Data section -
# # # # # # #
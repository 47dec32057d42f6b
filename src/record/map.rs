use std::collections::hash_map::DefaultHasher;
use std::fmt;
use std::hash::{Hash, Hasher};

use tracing::{debug, trace};

use crate::core::{DynObjError, FromValue, KeyPolicy, Result, Value};

/// Persistent string-keyed mapping backing every dynamic record.
///
/// Every update returns a new map; unchanged structure is shared with
/// the source map, so copies stay cheap. The key policy travels with the
/// map but takes no part in equality or hashing.
#[derive(Clone, Default)]
pub struct DynamicMap {
    entries: im::HashMap<String, Value>,
    policy: KeyPolicy,
}

impl DynamicMap {
    pub fn new() -> Self {
        Self::default()
    }

    /// Replace the key policy used by subsequent additions.
    ///
    /// Entries already present are kept as they are.
    pub fn with_policy(mut self, policy: KeyPolicy) -> Self {
        self.policy = policy;
        self
    }

    pub fn policy(&self) -> &KeyPolicy {
        &self.policy
    }

    /// Build a map from `(key, value)` pairs. Later pairs win on duplicate keys.
    pub fn from_entries<I, K, V>(entries: I) -> Result<Self>
    where
        I: IntoIterator<Item = (K, V)>,
        K: Into<String>,
        V: Into<Value>,
    {
        Self::new().with_entries(entries)
    }

    pub fn with_entry(&self, key: impl Into<String>, value: impl Into<Value>) -> Result<Self> {
        let key = key.into();
        self.check_key(&key)?;

        let entries = self.entries.update(key, value.into());
        trace!(len = entries.len(), "dynamic entry set");
        Ok(Self {
            entries,
            policy: self.policy,
        })
    }

    /// Copy without `key`. A missing key yields an equal copy.
    pub fn without_entry(&self, key: &str) -> Self {
        if !self.entries.contains_key(key) {
            trace!(key, "dynamic entry absent, nothing to remove");
            return self.clone();
        }

        let entries = self.entries.without(key);
        trace!(key, len = entries.len(), "dynamic entry removed");
        Self {
            entries,
            policy: self.policy,
        }
    }

    /// Add several entries at once. Nothing is produced if any key is rejected.
    pub fn with_entries<I, K, V>(&self, entries: I) -> Result<Self>
    where
        I: IntoIterator<Item = (K, V)>,
        K: Into<String>,
        V: Into<Value>,
    {
        let mut next = self.entries.clone();
        for (key, value) in entries {
            let key = key.into();
            self.check_key(&key)?;
            next.insert(key, value.into());
        }

        trace!(len = next.len(), "dynamic entries set");
        Ok(Self {
            entries: next,
            policy: self.policy,
        })
    }

    pub fn without_entries<I, K>(&self, keys: I) -> Self
    where
        I: IntoIterator<Item = K>,
        K: AsRef<str>,
    {
        let mut next = self.entries.clone();
        for key in keys {
            next.remove(key.as_ref());
        }

        trace!(len = next.len(), "dynamic entries removed");
        Self {
            entries: next,
            policy: self.policy,
        }
    }

    pub fn get(&self, key: &str) -> Option<&Value> {
        self.entries.get(key)
    }

    pub fn lookup(&self, key: &str) -> Result<&Value> {
        self.entries
            .get(key)
            .ok_or_else(|| DynObjError::KeyNotFound(key.to_string()))
    }

    pub fn lookup_as<T: FromValue>(&self, key: &str) -> Result<T> {
        let value = self.lookup(key)?;
        T::from_value(value).ok_or_else(|| DynObjError::TypeMismatch {
            key: key.to_string(),
            expected: T::TYPE_NAME,
            found: value.type_name(),
        })
    }

    pub fn contains_key(&self, key: &str) -> bool {
        self.entries.contains_key(key)
    }

    pub fn len(&self) -> usize {
        self.entries.len()
    }

    pub fn is_empty(&self) -> bool {
        self.entries.is_empty()
    }

    pub fn keys(&self) -> impl Iterator<Item = &str> {
        self.entries.keys().map(String::as_str)
    }

    pub fn values(&self) -> impl Iterator<Item = &Value> {
        self.entries.values()
    }

    pub fn iter(&self) -> impl Iterator<Item = (&str, &Value)> {
        self.entries.iter().map(|(key, value)| (key.as_str(), value))
    }

    /// Entries sorted by key, for stable output.
    pub fn sorted_entries(&self) -> Vec<(&str, &Value)> {
        let mut entries: Vec<_> = self.iter().collect();
        entries.sort_by(|(a, _), (b, _)| a.cmp(b));
        entries
    }

    fn check_key(&self, key: &str) -> Result<()> {
        self.policy.validate(key).inspect_err(|err| {
            debug!(error = %err, "dynamic key rejected");
        })
    }
}

impl PartialEq for DynamicMap {
    fn eq(&self, other: &Self) -> bool {
        self.entries == other.entries
    }
}

impl Eq for DynamicMap {}

impl Hash for DynamicMap {
    fn hash<H: Hasher>(&self, state: &mut H) {
        // Iteration order is unspecified, so entry hashes are combined
        // with a commutative operation.
        let combined = self
            .entries
            .iter()
            .map(|(key, value)| {
                let mut hasher = DefaultHasher::new();
                key.hash(&mut hasher);
                value.hash(&mut hasher);
                hasher.finish()
            })
            .fold(0u64, u64::wrapping_add);

        self.entries.len().hash(state);
        combined.hash(state);
    }
}

impl fmt::Debug for DynamicMap {
    fn fmt(&self, f: &mut fmt::Formatter<'_>) -> fmt::Result {
        f.debug_map().entries(self.sorted_entries()).finish()
    }
}

impl fmt::Display for DynamicMap {
    fn fmt(&self, f: &mut fmt::Formatter<'_>) -> fmt::Result {
        write!(f, "{{")?;
        for (idx, (key, value)) in self.sorted_entries().into_iter().enumerate() {
            if idx > 0 {
                write!(f, ", ")?;
            }
            write!(f, "{}: {}", key, value)?;
        }
        write!(f, "}}")
    }
}

impl<'a> IntoIterator for &'a DynamicMap {
    type Item = (&'a String, &'a Value);
    type IntoIter = im::hashmap::Iter<'a, String, Value>;

    fn into_iter(self) -> Self::IntoIter {
        self.entries.iter()
    }
}

#[cfg(test)]
mod tests {
    use super::*;

    fn hash_of(map: &DynamicMap) -> u64 {
        let mut hasher = DefaultHasher::new();
        map.hash(&mut hasher);
        hasher.finish()
    }

    #[test]
    fn test_with_entry_leaves_source_untouched() {
        let base = DynamicMap::new().with_entry("aa", 4).unwrap();
        let next = base.with_entry("bb", 10).unwrap();

        assert_eq!(base.len(), 1);
        assert!(base.get("bb").is_none());
        assert_eq!(next.len(), 2);
        assert_eq!(next.lookup("bb").unwrap(), &Value::Integer(10));
    }

    #[test]
    fn test_overwrite_keeps_single_entry() {
        let map = DynamicMap::new()
            .with_entry("k", 1)
            .unwrap()
            .with_entry("k", 2)
            .unwrap();

        assert_eq!(map.len(), 1);
        assert_eq!(map.lookup_as::<i64>("k").unwrap(), 2);
    }

    #[test]
    fn test_without_missing_key_is_noop() {
        let map = DynamicMap::new().with_entry("aa", 4).unwrap();
        assert_eq!(map.without_entry("zz"), map);
    }

    #[test]
    fn test_lookup_missing_key() {
        let map = DynamicMap::new();
        assert_eq!(
            map.lookup("aa"),
            Err(DynObjError::KeyNotFound("aa".to_string()))
        );
    }

    #[test]
    fn test_lookup_as_type_mismatch() {
        let map = DynamicMap::new().with_entry("name", "bob").unwrap();
        let err = map.lookup_as::<i64>("name").unwrap_err();
        assert_eq!(
            err,
            DynObjError::TypeMismatch {
                key: "name".into(),
                expected: "INTEGER",
                found: "TEXT",
            }
        );
    }

    #[test]
    fn test_empty_key_rejected_by_default() {
        let err = DynamicMap::new().with_entry("", 1).unwrap_err();
        assert!(err.is_invalid_key());

        let permissive = DynamicMap::new().with_policy(KeyPolicy::permissive());
        assert!(permissive.with_entry("", 1).is_ok());
    }

    #[test]
    fn test_policy_is_inherited_and_ignored_by_equality() {
        let strict = DynamicMap::new().with_policy(KeyPolicy::new().max_len(2));
        let derived = strict.with_entry("ab", 1).unwrap();

        assert!(derived.with_entry("abc", 1).is_err());
        assert_eq!(derived, DynamicMap::from_entries([("ab", 1)]).unwrap());
    }

    #[test]
    fn test_with_entries_is_all_or_nothing() {
        let base = DynamicMap::new().with_entry("x", 1).unwrap();
        let result = base.with_entries([("y", 2), ("", 3)]);

        assert!(result.is_err());
        assert_eq!(base.len(), 1);
    }

    #[test]
    fn test_without_entries() {
        let map = DynamicMap::from_entries([("a", 1), ("b", 2), ("c", 3)]).unwrap();
        let trimmed = map.without_entries(["a", "c", "missing"]);

        assert_eq!(trimmed, DynamicMap::from_entries([("b", 2)]).unwrap());
    }

    #[test]
    fn test_equality_ignores_insertion_order() {
        let left = DynamicMap::from_entries([("a", 1), ("b", 2)]).unwrap();
        let right = DynamicMap::from_entries([("b", 2), ("a", 1)]).unwrap();

        assert_eq!(left, right);
        assert_eq!(hash_of(&left), hash_of(&right));
    }

    #[test]
    fn test_display_is_sorted() {
        let map = DynamicMap::from_entries([("b", Value::from("x")), ("a", Value::from(1))]).unwrap();
        assert_eq!(map.to_string(), "{a: 1, b: \"x\"}");
    }
}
# # # # # # #
Output exactly the span of lines beginning at the first line of the records and ending at the line that holds "let entries = self.entries.update(key, value.into());", inclusive, with no other text.

Task answer -
repository 47dec32057d42f6b
filename src/record/map.rs
use std::collections::hash_map::DefaultHasher;
use std::fmt;
use std::hash::{Hash, Hasher};

use tracing::{debug, trace};

use crate::core::{DynObjError, FromValue, KeyPolicy, Result, Value};

/// Persistent string-keyed mapping backing every dynamic record.
///
/// Every update returns a new map; unchanged structure is shared with
/// the source map, so copies stay cheap. The key policy travels with the
/// map but takes no part in equality or hashing.
#[derive(Clone, Default)]
pub struct DynamicMap {
    entries: im::HashMap<String, Value>,
    policy: KeyPolicy,
}

impl DynamicMap {
    pub fn new() -> Self {
        Self::default()
    }

    /// Replace the key policy used by subsequent additions.
    ///
    /// Entries already present are kept as they are.
    pub fn with_policy(mut self, policy: KeyPolicy) -> Self {
        self.policy = policy;
        self
    }

    pub fn policy(&self) -> &KeyPolicy {
        &self.policy
    }

    /// Build a map from `(key, value)` pairs. Later pairs win on duplicate keys.
    pub fn from_entries<I, K, V>(entries: I) -> Result<Self>
    where
        I: IntoIterator<Item = (K, V)>,
        K: Into<String>,
        V: Into<Value>,
    {
        Self::new().with_entries(entries)
    }

    pub fn with_entry(&self, key: impl Into<String>, value: impl Into<Value>) -> Result<Self> {
        let key = key.into();
        self.check_key(&key)?;

        let entries = self.entries.update(key, value.into());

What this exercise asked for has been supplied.